◆ Exercise aim
For each line below, write it out exactly as it appears.

'''

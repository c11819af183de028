use crate::model::{ClassNode, MethodNode, Project, ProjectNode, LINE_OFFSET};
use indexmap::IndexMap;
use omnitest_protocol::TestInfo;
use std::path::Path;

/// Groups a flat discovery result into the project's three-level tree.
///
/// Tests sharing a source file become one class, labeled after the file's
/// basename. Class order follows the first occurrence of each file in
/// `tests`, and methods keep their discovery order, so the same input always
/// produces the same display order.
///
/// Returns `None` when discovery reported nothing, so callers keep the
/// last-known-good tree instead of clobbering it with an empty one.
pub fn build(project: &Project, tests: &[TestInfo]) -> Option<ProjectNode> {
    if tests.is_empty() {
        return None;
    }

    let mut by_file: IndexMap<&str, Vec<&TestInfo>> = IndexMap::new();
    for test in tests {
        by_file
            .entry(test.code_file_path.as_str())
            .or_default()
            .push(test);
    }

    let children = by_file
        .into_iter()
        .map(|(file, group)| {
            let label = class_label(file);
            let class_id = format!("{}:{}", project.name, label);
            let methods = group
                .into_iter()
                .map(|test| MethodNode {
                    id: format!("{}:{}", class_id, test.fully_qualified_name),
                    label: test.display_name.clone(),
                    file: test.code_file_path.clone(),
                    line: test.line_number - LINE_OFFSET,
                    full_name: test.fully_qualified_name.clone(),
                    assembly: project.name.clone(),
                })
                .collect();

            ClassNode {
                id: class_id,
                label,
                tooltip: file.to_string(),
                file: file.to_string(),
                line: 0,
                children: methods,
            }
        })
        .collect();

    Some(ProjectNode {
        id: project.name.clone(),
        label: project.name.clone(),
        file: project.path.clone(),
        line: 0,
        children,
    })
}

fn class_label(file: &str) -> String {
    let name = Path::new(file)
        .file_name()
        .map(|n| n.to_string_lossy())
        .unwrap_or_default();
    name.strip_suffix(".cs").unwrap_or(name.as_ref()).to_string()
}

'''

◆ Finished exercise
repository c11819af183de028
use crate::model::{ClassNode, MethodNode, Project, ProjectNode, LINE_OFFSET};
use indexmap::IndexMap;
use omnitest_protocol::TestInfo;
use std::path::Path;

/// Groups a flat discovery result into the project's three-level tree.
///
/// Tests sharing a source file become one class, labeled after the file's
/// basename. Class order follows the first occurrence of each file in
/// `tests`, and methods keep their discovery order, so the same input always
/// produces the same display order.
///
/// Returns `None` when discovery reported nothing, so callers keep the
/// last-known-good tree instead of clobbering it with an empty one.
pub fn build(project: &Project, tests: &[TestInfo]) -> Option<ProjectNode> {
    if tests.is_empty() {
        return None;
    }

    let mut by_file: IndexMap<&str, Vec<&TestInfo>> = IndexMap::new();
    for test in tests {
        by_file
            .entry(test.code_file_path.as_str())
            .or_default()
            .push(test);
    }

    let children = by_file
        .into_iter()
        .map(|(file, group)| {
            let label = class_label(file);
            let class_id = format!("{}:{}", project.name, label);
            let methods = group
                .into_iter()
                .map(|test| MethodNode {
                    id: format!("{}:{}", class_id, test.fully_qualified_name),
                    label: test.display_name.clone(),
                    file: test.code_file_path.clone(),
                    line: test.line_number - LINE_OFFSET,
                    full_name: test.fully_qualified_name.clone(),
                    assembly: project.name.clone(),
                })
                .collect();

            ClassNode {
                id: class_id,
                label,
                tooltip: file.to_string(),
                file: file.to_string(),
                line: 0,
                children: methods,
            }
        })
        .collect();

    Some(ProjectNode {
        id: project.name.clone(),
        label: project.name.clone(),
        file: project.path.clone(),
        line: 0,
        children,
    })
}

fn class_label(file: &str) -> String {
    let name = Path::new(file)
        .file_name()
        .map(|n| n.to_string_lossy())
        .unwrap_or_default();
    name.strip_suffix(".cs").unwrap_or(name.as_ref()).to_string()
}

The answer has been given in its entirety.